The bizarre advice you get from Wikipedia

Just found this gem from an article on airbag fatalities;

Great advice, I’m sure its responsible for so many lives a year :stuck_out_tongue:

Well, I wouldn’t think it a common occurance, but I sure as hell wouldn’t want to have a pipe in my mouth when an airbag went off. Yeeefrickingouch.

Heck, back when I used to smoke, I was always a bit nervous about leaving a cigarette in my mouth while driving for just that reason.

Actually not bad advise. I teach technicians about airbags systems. I had always wondered about pipe smokers and airbags. At a technical conference once I met up with an airbag design engineer. So I asked him what would happen in an airbag deployment and a pipe smoker.
He laughed. A lot, and finally said it would be bad. :eek:
There are other comments in that article that I believe to be wrong, but the pipe smoking one is correct.
There are very few pipe smokers any more (or so it seems to me) and the chance of one driving a car and having an accident, while smoking said pipe has got to be fairly low.

Heh, now that I think about it, my ex’s father used to drive down with a pipe in tow, I wonder if he smoked it while he drove.

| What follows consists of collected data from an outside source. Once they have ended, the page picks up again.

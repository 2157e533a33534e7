//! Districts and ranked district results

use serde::{Deserialize, Serialize};

use crate::models::school::SchoolRecord;

/// A group of high schools sharing a district identifier
///
/// Always holds at least one school. Name and state come from the first
/// school in input order.
#[derive(Debug, Clone, PartialEq, Eq)]
pub struct District {
    district_id: String,
    schools: Vec<SchoolRecord>,
}

impl District {
    /// Start a district from its first school
    #[must_use]
    pub fn new(first: SchoolRecord) -> Self {
        Self {
            district_id: first.district_id().to_string(),
            schools: vec![first],
        }
    }

    /// Build a district from schools that all share one identifier
    ///
    /// Returns `None` for an empty list or mixed identifiers.
    #[must_use]
    pub fn try_from_schools(schools: Vec<SchoolRecord>) -> Option<Self> {
        let district_id = schools.first()?.district_id().to_string();
        if schools.iter().any(|s| s.district_id() != district_id) {
            return None;
        }
        Some(Self {
            district_id,
            schools,
        })
    }

    pub(crate) fn push(&mut self, school: SchoolRecord) {
        debug_assert_eq!(school.district_id(), self.district_id);
        self.schools.push(school);
    }

    #[must_use]
    pub fn district_id(&self) -> &str {
        &self.district_id
    }

    /// Member schools in input order
    #[must_use]
    pub fn schools(&self) -> &[SchoolRecord] {
        &self.schools
    }

    #[must_use]
    pub fn school_count(&self) -> usize {
        self.schools.len()
    }

    /// Sum of total enrollment across member schools
    ///
    /// Saturates at `u64::MAX`; such a district is never computable, since
    /// the index sums the same totals with overflow checks.
    #[must_use]
    pub fn total_enrollment(&self) -> u64 {
        self.schools
            .iter()
            .map(SchoolRecord::total_enrollment)
            .fold(0, u64::saturating_add)
    }

    #[must_use]
    pub fn district_name(&self) -> &str {
        self.schools[0].district_name()
    }

    #[must_use]
    pub fn state_name(&self) -> &str {
        self.schools[0].state_name()
    }

    /// Whether every member reports the same district name and state
    #[must_use]
    pub fn has_consistent_metadata(&self) -> bool {
        let (name, state) = (self.district_name(), self.state_name());
        self.schools
            .iter()
            .all(|s| s.district_name() == name && s.state_name() == state)
    }
}

/// One ranked district
///
/// Field names match the output table headers.
#[derive(Debug, Clone, PartialEq, Serialize, Deserialize)]
pub struct DistrictResult {
    #[serde(rename = "District Name")]
    pub district_name: String,
    #[serde(rename = "nces_id")]
    pub district_id: String,
    #[serde(rename = "Dissimilarity")]
    pub dissimilarity_index: f64,
    #[serde(rename = "State")]
    pub state_name: String,
    #[serde(rename = "Size")]
    pub total_enrollment: u64,
}

/// Position of a district within a ranking
///
/// `position` counts from the least segregated district (1) up to the most
/// segregated (`total`).
#[derive(Debug, Clone, Copy, PartialEq)]
pub struct RankPosition {
    pub position: usize,
    pub total: usize,
}

impl RankPosition {
    /// Share of ranked districts at or below this one, in percent
    #[must_use]
    pub fn percentile(&self) -> f64 {
        self.position as f64 / self.total as f64 * 100.0
    }
}

/// Districts sorted by dissimilarity index, highest first
#[derive(Debug, Clone, Default, PartialEq)]
pub struct RankedDistricts {
    results: Vec<DistrictResult>,
}

impl RankedDistricts {
    /// Wrap results that are already in ranked order
    pub(crate) fn from_sorted(results: Vec<DistrictResult>) -> Self {
        Self { results }
    }

    #[must_use]
    pub fn results(&self) -> &[DistrictResult] {
        &self.results
    }

    #[must_use]
    pub fn len(&self) -> usize {
        self.results.len()
    }

    #[must_use]
    pub fn is_empty(&self) -> bool {
        self.results.is_empty()
    }

    /// Look up a district's rank position by identifier
    #[must_use]
    pub fn position_of(&self, district_id: &str) -> Option<RankPosition> {
        let total = self.results.len();
        self.results
            .iter()
            .position(|r| r.district_id == district_id)
            .map(|index| RankPosition {
                position: total - index,
                total,
            })
    }

    /// Results for a single state, keeping ranked order
    #[must_use]
    pub fn filter_by_state(&self, state_name: &str) -> Self {
        Self {
            results: self
                .results
                .iter()
                .filter(|r| r.state_name == state_name)
                .cloned()
                .collect(),
        }
    }
}

impl<'a> IntoIterator for &'a RankedDistricts {
    type Item = &'a DistrictResult;
    type IntoIter = std::slice::Iter<'a, DistrictResult>;

    fn into_iter(self) -> Self::IntoIter {
        self.results.iter()
    }
}

/// Describe where a named district landed, in the report format
#[must_use]
pub fn describe_lookup(name: &str, position: Option<RankPosition>) -> String {
    match position {
        Some(p) => format!(
            "Ranking of {name}: {}/{} (percentile {:.1})",
            p.position,
            p.total,
            p.percentile()
        ),
        None => format!("{name} does not satisfy criteria or does not exist"),
    }
}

I wonder too about the guy driving a BMW erratically on the motorway while eating (I jest not) corn on the cob :dubious:

I don’t imagine many people drive and smoke pipes at the same time - my boyfriend smokes pipes, and it seems they’re always needing attention - he’s always fooling around with the thing. I guess people probably do smoke them while driving, but it seems like a bad idea to start with.

Is this good information just for tobacco pipes? How about crack pipes? Does the same advise apply? I mean, nothing will kill your buzz faster than being in an accident and having your crack pipe bust the airbag…

Damn, they should put warning stickers on those things…

Wow, you could really get hurt with a glass crack pipe!

See. This issue MUST be addressed. I mean, we don’t need crack additicts getting hurt because the automotive industry didn’t think about them.

How safe are one-hitters?

Depends on how high you are.

Why? Couldn’t the force of the air bag crush the cigarette and put it out simultaneously? Cigarettes are not at all difficult to destroy or put out.

Unless you pop the airbag with a viciously hot ciggie and then your head bashes off the steering wheel and ciggie pops in mouth :stuck_out_tongue:

Most ERs see a few “pencil stabbed in the back of the throat” injuries every year. Even walking around with something clenched in your teeth can be hazardous.

As for a cigarette popping an airbag, it wouldn’t make any difference. Airbags are designed to inflate and deflate, all within a second.

It can indeed be nasty; if you look at a cross-section diagram of the human head/throat, there’s not a heck of a lot of material between the back of the throat and the spinal column.

But, but there’s this (bolding mine): “Injuries such as abrasion of the skin, hearing damage (from the sound during deploitation), head injuries, and breaking the nose can occur . . .”

How can we possibly doubt the information in this articulate and well-written article?

What scares me more is

What would happen to one of those women who ride arround in the passanger seat with their feet up on the dash board if the air bag was to deploy.

Oh come on, Bippy! Everyone knows 25 year old pick up trucks and old, beat up Cameros don’t have airbags!

I think I saw a documentary about that once, Bippy. Apparently, what happens is a buff police officer with a way with words and a young, sassy female partner arrive on the scene and use some unusual questioning methods.

Wait…now that I think about it, maybe it wasn’t technically a documentary.